> _WORK REQUIRED_
Within the data that follows, tally every line containing "struct". Provide only the tally.

┌─ DATA FOR REVIEW

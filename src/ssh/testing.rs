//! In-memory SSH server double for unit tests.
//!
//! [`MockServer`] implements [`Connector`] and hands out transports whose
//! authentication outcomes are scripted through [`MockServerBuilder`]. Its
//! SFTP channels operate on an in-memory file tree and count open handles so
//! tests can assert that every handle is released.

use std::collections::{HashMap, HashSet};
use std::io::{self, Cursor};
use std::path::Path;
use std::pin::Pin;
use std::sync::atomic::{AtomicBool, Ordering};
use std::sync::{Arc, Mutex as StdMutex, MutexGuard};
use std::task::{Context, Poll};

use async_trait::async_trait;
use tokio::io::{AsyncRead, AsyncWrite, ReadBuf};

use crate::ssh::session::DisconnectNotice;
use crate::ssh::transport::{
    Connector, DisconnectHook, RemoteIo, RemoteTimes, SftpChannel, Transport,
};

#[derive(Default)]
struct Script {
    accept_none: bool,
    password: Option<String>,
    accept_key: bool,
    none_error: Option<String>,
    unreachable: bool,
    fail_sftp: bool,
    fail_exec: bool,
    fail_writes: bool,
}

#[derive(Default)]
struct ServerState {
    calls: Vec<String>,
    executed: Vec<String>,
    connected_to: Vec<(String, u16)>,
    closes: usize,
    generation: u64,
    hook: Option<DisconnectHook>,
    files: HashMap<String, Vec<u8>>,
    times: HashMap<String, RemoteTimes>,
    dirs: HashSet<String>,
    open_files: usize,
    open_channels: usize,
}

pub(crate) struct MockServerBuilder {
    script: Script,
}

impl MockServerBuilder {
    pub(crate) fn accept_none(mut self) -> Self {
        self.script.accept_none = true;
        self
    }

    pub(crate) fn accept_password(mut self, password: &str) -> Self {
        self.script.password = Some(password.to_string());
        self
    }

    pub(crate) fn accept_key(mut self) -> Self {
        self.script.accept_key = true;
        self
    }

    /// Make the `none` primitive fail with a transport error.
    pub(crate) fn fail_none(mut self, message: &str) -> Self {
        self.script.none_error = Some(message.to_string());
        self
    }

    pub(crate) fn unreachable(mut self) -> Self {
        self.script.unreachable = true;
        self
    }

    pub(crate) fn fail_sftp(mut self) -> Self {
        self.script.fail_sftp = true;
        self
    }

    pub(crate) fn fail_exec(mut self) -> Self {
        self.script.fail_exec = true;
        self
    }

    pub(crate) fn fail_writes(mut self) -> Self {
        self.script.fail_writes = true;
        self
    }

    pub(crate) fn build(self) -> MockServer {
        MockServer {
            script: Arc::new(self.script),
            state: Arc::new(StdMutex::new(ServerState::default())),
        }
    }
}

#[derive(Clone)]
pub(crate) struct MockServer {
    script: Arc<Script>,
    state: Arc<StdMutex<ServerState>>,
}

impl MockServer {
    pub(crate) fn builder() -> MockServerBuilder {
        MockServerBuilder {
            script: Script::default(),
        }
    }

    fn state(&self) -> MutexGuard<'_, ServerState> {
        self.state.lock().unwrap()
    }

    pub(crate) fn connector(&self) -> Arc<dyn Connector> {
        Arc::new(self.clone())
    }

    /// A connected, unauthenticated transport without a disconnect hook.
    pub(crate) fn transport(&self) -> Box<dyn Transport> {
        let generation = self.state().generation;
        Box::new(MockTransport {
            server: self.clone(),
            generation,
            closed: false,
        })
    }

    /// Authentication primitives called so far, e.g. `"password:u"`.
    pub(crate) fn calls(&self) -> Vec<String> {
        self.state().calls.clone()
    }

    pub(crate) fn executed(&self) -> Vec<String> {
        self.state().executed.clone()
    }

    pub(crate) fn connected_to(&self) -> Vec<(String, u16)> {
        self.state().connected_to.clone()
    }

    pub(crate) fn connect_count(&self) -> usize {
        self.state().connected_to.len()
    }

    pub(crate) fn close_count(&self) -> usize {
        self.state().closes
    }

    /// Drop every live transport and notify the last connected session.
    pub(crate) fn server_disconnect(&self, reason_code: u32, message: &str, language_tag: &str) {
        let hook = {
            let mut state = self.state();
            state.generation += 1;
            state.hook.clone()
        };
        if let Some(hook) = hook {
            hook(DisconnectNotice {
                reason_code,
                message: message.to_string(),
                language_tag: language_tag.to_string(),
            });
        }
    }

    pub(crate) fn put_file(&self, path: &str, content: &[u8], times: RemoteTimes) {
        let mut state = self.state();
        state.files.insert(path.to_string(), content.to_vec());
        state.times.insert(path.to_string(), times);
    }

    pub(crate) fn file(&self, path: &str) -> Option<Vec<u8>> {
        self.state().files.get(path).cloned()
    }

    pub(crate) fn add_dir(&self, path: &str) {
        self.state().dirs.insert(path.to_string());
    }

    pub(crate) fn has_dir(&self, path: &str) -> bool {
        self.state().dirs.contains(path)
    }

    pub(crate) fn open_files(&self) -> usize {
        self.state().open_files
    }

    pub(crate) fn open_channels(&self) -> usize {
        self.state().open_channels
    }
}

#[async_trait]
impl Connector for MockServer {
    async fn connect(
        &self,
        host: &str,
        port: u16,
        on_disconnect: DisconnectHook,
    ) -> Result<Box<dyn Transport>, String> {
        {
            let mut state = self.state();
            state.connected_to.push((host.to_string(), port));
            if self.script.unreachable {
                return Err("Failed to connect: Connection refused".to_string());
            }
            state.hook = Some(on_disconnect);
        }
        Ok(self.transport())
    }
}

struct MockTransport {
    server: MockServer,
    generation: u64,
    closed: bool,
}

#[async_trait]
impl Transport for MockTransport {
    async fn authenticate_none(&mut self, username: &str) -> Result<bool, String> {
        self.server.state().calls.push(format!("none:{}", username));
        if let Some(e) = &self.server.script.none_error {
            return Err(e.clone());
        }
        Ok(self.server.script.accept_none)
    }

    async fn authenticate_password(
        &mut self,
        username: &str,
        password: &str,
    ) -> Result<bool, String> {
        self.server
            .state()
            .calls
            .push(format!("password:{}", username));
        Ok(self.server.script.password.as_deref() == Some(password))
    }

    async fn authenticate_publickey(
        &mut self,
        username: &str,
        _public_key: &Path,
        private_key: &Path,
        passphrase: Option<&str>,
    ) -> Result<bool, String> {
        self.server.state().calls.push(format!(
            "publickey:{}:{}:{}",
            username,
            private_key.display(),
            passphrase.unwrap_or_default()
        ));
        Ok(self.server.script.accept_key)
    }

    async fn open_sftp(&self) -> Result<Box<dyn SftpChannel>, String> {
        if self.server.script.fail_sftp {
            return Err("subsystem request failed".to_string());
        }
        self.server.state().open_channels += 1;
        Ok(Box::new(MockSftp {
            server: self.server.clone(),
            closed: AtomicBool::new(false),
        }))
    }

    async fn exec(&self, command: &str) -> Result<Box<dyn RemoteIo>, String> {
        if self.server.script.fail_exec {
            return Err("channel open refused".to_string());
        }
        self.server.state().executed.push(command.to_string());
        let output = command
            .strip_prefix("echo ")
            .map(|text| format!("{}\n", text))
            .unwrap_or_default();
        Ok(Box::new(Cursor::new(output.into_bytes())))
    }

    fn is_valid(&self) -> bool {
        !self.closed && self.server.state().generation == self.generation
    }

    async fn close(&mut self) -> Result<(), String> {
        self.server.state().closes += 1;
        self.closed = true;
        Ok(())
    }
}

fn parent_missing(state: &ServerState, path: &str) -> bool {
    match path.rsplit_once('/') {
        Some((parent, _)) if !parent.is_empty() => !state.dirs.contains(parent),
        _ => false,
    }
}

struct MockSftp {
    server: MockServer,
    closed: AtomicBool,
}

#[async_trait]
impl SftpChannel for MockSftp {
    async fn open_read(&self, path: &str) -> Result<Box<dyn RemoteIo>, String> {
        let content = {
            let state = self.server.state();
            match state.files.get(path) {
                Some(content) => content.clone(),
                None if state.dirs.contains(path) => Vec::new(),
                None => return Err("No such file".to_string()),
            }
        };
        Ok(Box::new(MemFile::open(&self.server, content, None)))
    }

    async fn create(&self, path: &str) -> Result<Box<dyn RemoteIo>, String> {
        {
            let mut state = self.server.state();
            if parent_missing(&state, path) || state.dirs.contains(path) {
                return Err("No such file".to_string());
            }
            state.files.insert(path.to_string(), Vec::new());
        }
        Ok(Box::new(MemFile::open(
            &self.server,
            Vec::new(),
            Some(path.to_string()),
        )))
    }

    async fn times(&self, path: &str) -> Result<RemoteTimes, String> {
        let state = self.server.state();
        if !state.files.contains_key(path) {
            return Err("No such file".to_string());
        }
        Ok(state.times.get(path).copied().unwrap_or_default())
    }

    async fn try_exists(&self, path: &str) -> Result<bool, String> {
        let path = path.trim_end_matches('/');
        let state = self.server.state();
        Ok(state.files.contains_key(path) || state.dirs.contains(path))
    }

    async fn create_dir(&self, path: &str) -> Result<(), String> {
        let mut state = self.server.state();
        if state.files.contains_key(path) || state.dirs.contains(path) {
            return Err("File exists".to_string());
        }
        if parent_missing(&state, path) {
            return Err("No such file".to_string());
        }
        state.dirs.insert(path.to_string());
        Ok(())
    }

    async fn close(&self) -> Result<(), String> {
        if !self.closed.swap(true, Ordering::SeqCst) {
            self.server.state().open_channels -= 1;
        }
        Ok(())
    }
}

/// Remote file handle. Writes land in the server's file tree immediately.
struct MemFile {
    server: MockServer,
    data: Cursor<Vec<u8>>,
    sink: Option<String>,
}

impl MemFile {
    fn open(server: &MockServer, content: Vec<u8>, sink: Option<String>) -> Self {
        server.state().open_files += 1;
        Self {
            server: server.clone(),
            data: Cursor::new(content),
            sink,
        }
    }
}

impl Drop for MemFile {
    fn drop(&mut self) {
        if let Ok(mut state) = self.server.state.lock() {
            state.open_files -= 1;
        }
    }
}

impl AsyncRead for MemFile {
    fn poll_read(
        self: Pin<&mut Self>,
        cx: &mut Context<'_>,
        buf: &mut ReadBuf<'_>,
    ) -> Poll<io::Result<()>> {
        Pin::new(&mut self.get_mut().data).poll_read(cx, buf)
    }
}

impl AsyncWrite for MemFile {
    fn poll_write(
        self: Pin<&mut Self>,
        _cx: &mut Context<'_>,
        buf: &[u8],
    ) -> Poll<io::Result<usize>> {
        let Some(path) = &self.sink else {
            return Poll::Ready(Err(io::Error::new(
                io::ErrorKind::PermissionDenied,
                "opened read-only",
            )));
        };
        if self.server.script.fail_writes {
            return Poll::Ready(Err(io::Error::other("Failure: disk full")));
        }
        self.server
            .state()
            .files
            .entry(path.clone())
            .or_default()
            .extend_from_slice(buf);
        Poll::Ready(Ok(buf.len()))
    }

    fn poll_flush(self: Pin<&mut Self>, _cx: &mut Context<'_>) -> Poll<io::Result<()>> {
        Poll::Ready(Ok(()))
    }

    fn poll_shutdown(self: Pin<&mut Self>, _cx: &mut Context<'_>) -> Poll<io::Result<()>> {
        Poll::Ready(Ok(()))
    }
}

└─
┌─ DATA FOR REVIEW

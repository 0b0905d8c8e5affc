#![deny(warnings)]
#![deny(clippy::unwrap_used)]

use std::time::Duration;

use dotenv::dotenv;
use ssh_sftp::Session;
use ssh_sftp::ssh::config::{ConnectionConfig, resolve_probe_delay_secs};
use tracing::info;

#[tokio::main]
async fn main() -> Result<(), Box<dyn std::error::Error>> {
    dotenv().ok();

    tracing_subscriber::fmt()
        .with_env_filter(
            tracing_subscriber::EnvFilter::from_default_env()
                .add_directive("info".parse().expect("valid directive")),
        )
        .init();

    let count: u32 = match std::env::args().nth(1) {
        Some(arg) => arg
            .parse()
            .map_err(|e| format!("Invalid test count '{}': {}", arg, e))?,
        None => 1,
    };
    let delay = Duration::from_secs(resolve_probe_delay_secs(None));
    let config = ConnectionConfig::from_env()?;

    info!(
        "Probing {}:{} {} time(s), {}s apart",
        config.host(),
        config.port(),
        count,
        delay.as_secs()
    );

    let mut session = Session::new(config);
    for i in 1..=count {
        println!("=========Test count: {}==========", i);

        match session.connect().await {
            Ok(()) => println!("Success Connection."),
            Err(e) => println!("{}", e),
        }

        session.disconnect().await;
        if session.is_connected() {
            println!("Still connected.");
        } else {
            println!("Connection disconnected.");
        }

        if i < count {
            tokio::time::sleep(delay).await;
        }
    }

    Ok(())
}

└─

> _OUTPUT FOR THIS TASK_
7